青山や渡瀬は僕にわかりやすく憎しみをぶつけてくるし、彼らとさほど親しくないクラスメイトたちは、触らぬ神になんとやら、思いっきり避ける。
家での扱いと、似たようなものだ。
そう言い聞かせて、日々を過ごす。
両親は僕を……というよりも、僕に連なる姉を、いないものとして扱うのだから、どうってことはない。
縁を結ぶ赤い糸と、縁を切る白い糸が争い、赤が勝った結果、美希は死んだ。姉妹の生存競争だ。
僕はその渦中に、自分から深く関わってしまっていた。
そんなこと、誰に話したって信じてもらえるはずがない。
だから、学校で無視をされるのは、むしろ僕への罰である。受け入れなければならない。
片手に雑巾を持ち、もう一方の手で椅子を下ろしていく。下ろしたそばから机を拭く。どうせたいしてきれいな天板でもないので、適当。
落書きどころか、中には彫刻刀で彫った跡まで残っている。
テスト前にはすべて消すように言われるのに、どうして学校の備品を汚損するような真似をするのだろう。
「ん……?」
その中にひとつ、明確に誰かに向けたメッセージを発見した。
薄い鉛筆の筆跡なのに見逃さなかったのは、最近、僕の心を占めているのと同じ言葉だったからだ。
『ごめんなさい』
ここは、誰の席だったか。僕はぐるり、記憶の中の配置と照らし合わせる。すぐに答えははじき出された。遠藤の席だ。
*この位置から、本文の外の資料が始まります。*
//! Command parsing for typed input.

use oe_core::Direction;

/// A parsed player command. Numbers are converted to 0-based.
#[derive(Debug, Clone, PartialEq)]
pub enum Command {
    /// Walk through an exit.
    Move {
        /// The direction to move.
        direction: Direction,
    },
    /// Describe the room, or the open puzzle.
    Look,
    /// List what the player carries.
    Inventory,
    /// Click a hotspot.
    Click {
        /// Hotspot id.
        hotspot: String,
    },
    /// Examine a hotspot.
    Examine {
        /// Hotspot id.
        hotspot: String,
    },
    /// Pick an item up from the room.
    Take {
        /// The item name.
        item: String,
    },
    /// Put an item down in the room.
    Drop {
        /// The item name.
        item: String,
    },
    /// Answer the current question.
    Answer {
        /// 0-based option index.
        index: usize,
        /// Document shown with the answer.
        document: Option<String>,
    },
    /// Next question.
    Next,
    /// Ask for the verdict.
    Complete,
    /// Start the open puzzle over.
    Reset,
    /// Pick a dialogue option.
    Option {
        /// 0-based index into the options on screen.
        index: usize,
    },
    /// Throw an item through the metal detector.
    Throw,
    /// Let time pass.
    Wait {
        /// Seconds to wait.
        seconds: f64,
    },
    /// Close the open puzzle.
    Close,
    /// Show help.
    Help,
    /// Quit the game.
    Quit,
    /// Unknown command.
    Unknown {
        /// The original input.
        input: String,
    },
}

/// Verb synonyms for command parsing.
const MOVE_VERBS: &[&str] = &["go", "move", "walk"];
const LOOK_VERBS: &[&str] = &["look", "l"];
const INVENTORY_VERBS: &[&str] = &["inventory", "inv", "i"];
const CLICK_VERBS: &[&str] = &["click", "use", "talk", "press"];
const EXAMINE_VERBS: &[&str] = &["examine", "x", "inspect"];
const TAKE_VERBS: &[&str] = &["take", "get", "grab", "pick"];
const DROP_VERBS: &[&str] = &["drop", "put"];
const ANSWER_VERBS: &[&str] = &["answer", "a"];
const OPTION_VERBS: &[&str] = &["option", "say", "o"];
const THROW_VERBS: &[&str] = &["throw", "t"];
const WAIT_VERBS: &[&str] = &["wait", "w"];
const CLOSE_VERBS: &[&str] = &["close", "cancel"];
const HELP_VERBS: &[&str] = &["help", "h", "?"];
const QUIT_VERBS: &[&str] = &["quit", "q"];

/// Parse a line of input into a command.
pub fn parse_command(input: &str) -> Command {
    let input = input.trim();
    if input.is_empty() {
        return Command::Look;
    }

    let words: Vec<&str> = input.split_whitespace().collect();
    let verb = words[0].to_lowercase();
    let verb = verb.as_str();
    let rest = words.get(1..).unwrap_or(&[]);

    if let Some(direction) = Direction::parse(verb) {
        return Command::Move { direction };
    }

    match verb {
        "next" | "n" => return Command::Next,
        "complete" | "done" => return Command::Complete,
        "reset" | "retry" => return Command::Reset,
        _ => {}
    }

    if MOVE_VERBS.contains(&verb) {
        return parse_move(rest);
    }
    if LOOK_VERBS.contains(&verb) {
        return Command::Look;
    }
    if INVENTORY_VERBS.contains(&verb) {
        return Command::Inventory;
    }
    if CLICK_VERBS.contains(&verb) {
        return parse_target(rest, "click what?", |hotspot| Command::Click { hotspot });
    }
    if EXAMINE_VERBS.contains(&verb) {
        return parse_target(rest, "examine what?", |hotspot| Command::Examine { hotspot });
    }
    if TAKE_VERBS.contains(&verb) {
        return parse_take(rest);
    }
    if DROP_VERBS.contains(&verb) {
        return parse_target(rest, "drop what?", |item| Command::Drop { item });
    }
    if ANSWER_VERBS.contains(&verb) {
        return parse_answer(rest);
    }
    if OPTION_VERBS.contains(&verb) {
        return match rest.first().and_then(|n| parse_ordinal(n)) {
            Some(index) => Command::Option { index },
            None => Command::Unknown {
                input: "say which option?".to_string(),
            },
        };
    }
    if THROW_VERBS.contains(&verb) {
        return Command::Throw;
    }
    if WAIT_VERBS.contains(&verb) {
        return parse_wait(rest);
    }
    if CLOSE_VERBS.contains(&verb) {
        return Command::Close;
    }
    if HELP_VERBS.contains(&verb) {
        return Command::Help;
    }
    if QUIT_VERBS.contains(&verb) {
        return Command::Quit;
    }

    Command::Unknown {
        input: input.to_string(),
    }
}

/// Parse a 1-based number into a 0-based index.
fn parse_ordinal(word: &str) -> Option<usize> {
    word.parse::<usize>().ok()?.checked_sub(1)
}

fn parse_move(rest: &[&str]) -> Command {
    match rest.first().and_then(|w| Direction::parse(w)) {
        Some(direction) => Command::Move { direction },
        None => Command::Unknown {
            input: "go where?".to_string(),
        },
    }
}

fn parse_target(rest: &[&str], missing: &str, build: impl FnOnce(String) -> Command) -> Command {
    // Skip "on", "to", or "at" if present
    let target = match rest.first() {
        Some(w) if ["on", "to", "at"].contains(&w.to_lowercase().as_str()) => &rest[1..],
        _ => rest,
    };
    if target.is_empty() {
        Command::Unknown {
            input: missing.to_string(),
        }
    } else {
        build(target.join(" "))
    }
}

fn parse_take(rest: &[&str]) -> Command {
    // Skip "up" if present (pick up)
    let item_words = match rest.first() {
        Some(w) if w.eq_ignore_ascii_case("up") => &rest[1..],
        _ => rest,
    };
    parse_target(item_words, "take what?", |item| Command::Take { item })
}

fn parse_answer(rest: &[&str]) -> Command {
    let Some(index) = rest.first().and_then(|n| parse_ordinal(n)) else {
        return Command::Unknown {
            input: "answer which option?".to_string(),
        };
    };
    // "answer 1 passport" and "answer 1 with passport" both show a document
    let document = match rest.get(1..).unwrap_or(&[]) {
        [] => None,
        [w, doc @ ..] if w.eq_ignore_ascii_case("with") && !doc.is_empty() => Some(doc.join(" ")),
        doc => Some(doc.join(" ")),
    };
    Command::Answer { index, document }
}

fn parse_wait(rest: &[&str]) -> Command {
    let seconds = match rest.first() {
        None => Some(1.0),
        Some(w) => w.parse::<f64>().ok().filter(|s| s.is_finite() && *s >= 0.0),
    };
    match seconds {
        Some(seconds) => Command::Wait { seconds },
        None => Command::Unknown {
            input: "wait how long?".to_string(),
        },
    }
}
彼女は、美希に対して従順だった。親友というには、彼女に遠慮をしすぎだった。女王様に仕える侍女のように、ひっそりと寄り添っていた。
美希の死後も、仲良しグループは崩壊しなかった。彼女がいなくなったことで、より結束が深まったようにも見える。笑うことも少なくなった遠藤のことを、青山と渡瀬は励まそうとする。遠藤は彼らの言動に、少し困惑している様子を見せた。
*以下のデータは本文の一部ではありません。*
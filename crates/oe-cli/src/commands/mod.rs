pub mod play;
pub mod reset;
pub mod rooms;
pub mod script;

use oe_game::{
    FileSaveStore, GameConfig, GameController, RecordingPresenter, SaveStore, TextSession,
};

use crate::GameArgs;

/// Environment defaults with command-line flags layered on top.
pub fn game_config(args: &GameArgs) -> GameConfig {
    let mut config = GameConfig::from_env();
    if let Some(path) = &args.save_file {
        config = config.with_save_path(path.clone());
    }
    if let Some(name) = &args.name {
        config = config.with_player_name(name.clone());
    }
    if let Some(speed) = args.guard_speed {
        config = config.with_lookout_speed(speed);
    }
    if args.no_save {
        config = config.with_autosave(false);
    }
    if args.starter_kit {
        config = config.with_starter_kit(true);
    }
    config
}

/// The save store a config points at.
pub fn save_store(config: &GameConfig) -> FileSaveStore {
    match &config.save_path {
        Some(path) => FileSaveStore::new(path),
        None => FileSaveStore::at_default_location(),
    }
}

/// A text session that resumes the save unless `fresh` is set.
pub fn open_session(config: GameConfig, fresh: bool) -> TextSession<FileSaveStore> {
    let store = save_store(&config);
    let resume = !fresh && store.exists();
    let game = if resume {
        GameController::load(config, store, RecordingPresenter::new())
    } else {
        GameController::new(config, store, RecordingPresenter::new())
    };
    TextSession::new(game)
}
美希の立場をスライドしている。でも、遠藤は美希のように振る舞うことはできないから、どこか違和感が、しこりとして存在している。
ごめんなさい、の文字をなぞる。女の子らしい、きれいな文字だった。少しだけ右に上がる癖がある。
謝罪は独り言ではない。誰か相手がいてこそ、紡がれる言葉だ。
授業中に当てられた遠藤が、黒板に書いた文字を思い出す。彼女自身の筆跡で、間違いないだろう。
遠藤は自分の机に、誰かに向けての謝罪を書いた。その相手は、二択だ。
今はもういない美希に対してか、あるいは、自意識過剰かもしれないが、僕か。
青山たちの煽動によって、陰湿な目に遭っている僕のことを、彼女は時折、もの言いたげに見てくる。
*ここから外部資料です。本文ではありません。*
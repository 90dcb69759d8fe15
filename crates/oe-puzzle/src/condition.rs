//! Condition evaluation for dialogue options.

use oe_core::Inventory;

/// A condition that can be evaluated against the player's live state.
#[derive(Debug, Clone, Default, PartialEq, Eq)]
pub enum Condition {
    /// Check if the player carries an item.
    HasItem {
        /// Item name.
        item: String,
    },
    /// Logical NOT.
    Not(Box<Condition>),
    /// Logical AND.
    And(Vec<Condition>),
    /// Logical OR.
    Or(Vec<Condition>),
    /// Always true.
    #[default]
    Always,
}

impl Condition {
    /// Shorthand for [`Condition::HasItem`].
    pub fn has_item(item: impl Into<String>) -> Self {
        Condition::HasItem { item: item.into() }
    }

    /// Evaluate the condition against the player's inventory.
    pub fn evaluate(&self, inventory: &Inventory) -> bool {
        match self {
            Condition::HasItem { item } => inventory.contains(item),
            Condition::Not(inner) => !inner.evaluate(inventory),
            Condition::And(conditions) => conditions.iter().all(|c| c.evaluate(inventory)),
            Condition::Or(conditions) => conditions.iter().any(|c| c.evaluate(inventory)),
            Condition::Always => true,
        }
    }
}

#[cfg(test)]
mod tests {
    use super::*;
    use oe_core::Item;

    fn carrying(names: &[&str]) -> Inventory {
        names.iter().map(|n| Item::new(*n, "")).collect()
    }

    #[test]
    fn has_item() {
        let cond = Condition::has_item("popsicle");
        assert!(!cond.evaluate(&carrying(&[])));
        assert!(cond.evaluate(&carrying(&["popsicle"])));
    }

    #[test]
    fn logical_not() {
        let cond = Condition::Not(Box::new(Condition::has_item("popsicle")));
        assert!(cond.evaluate(&carrying(&[])));
        assert!(!cond.evaluate(&carrying(&["popsicle"])));
    }

    #[test]
    fn logical_and() {
        let cond = Condition::And(vec![
            Condition::has_item("passport"),
            Condition::has_item("visaApplication"),
        ]);
        assert!(cond.evaluate(&carrying(&["passport", "visaApplication"])));
        assert!(!cond.evaluate(&carrying(&["passport"])));
    }

    #[test]
    fn logical_or() {
        let cond = Condition::Or(vec![
            Condition::has_item("passport"),
            Condition::has_item("stolenDocument"),
        ]);
        assert!(cond.evaluate(&carrying(&["stolenDocument"])));
        assert!(!cond.evaluate(&carrying(&["popsicle"])));
    }

    #[test]
    fn always_holds() {
        assert!(Condition::Always.evaluate(&Inventory::new()));
        assert_eq!(Condition::default(), Condition::Always);
    }
}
遠藤は、自分の意見をはっきりと言えるタイプではない。渡瀬や青山を止められないことを、僕に謝っている。
そう解釈することもできた。
僕は少し考えて、筆箱からシャープペンシルを取り出した。他人の机に落書きをする、小さな悪事。少し緊張する。遠藤の筆跡よりも薄い字で、僕は一言、書き添えた。
気にしないで、と。
もしも美希に向けたメッセージだったとしても、いいじゃないか。遠藤の無用の罪悪感を拭うことができるなら、これもまた、贖罪だ。
最後まで掃除をひとりでやりとげた僕は、担任への報告をして、帰宅の途につく。
教師も、最近毎日ひとりで報告に訪れるのを認識しているくせに、僕が平気な顔をしているものだから、見て見ぬ振りをしている。
その方が楽だから。僕だって、みんなと同じ立場だったら、そうしている。
いじめではない。断じていじめではないのだ。ただ単に、居心地が悪いだけ。
僕は先生に挨拶をすることもなく、背中を丸めて下校した。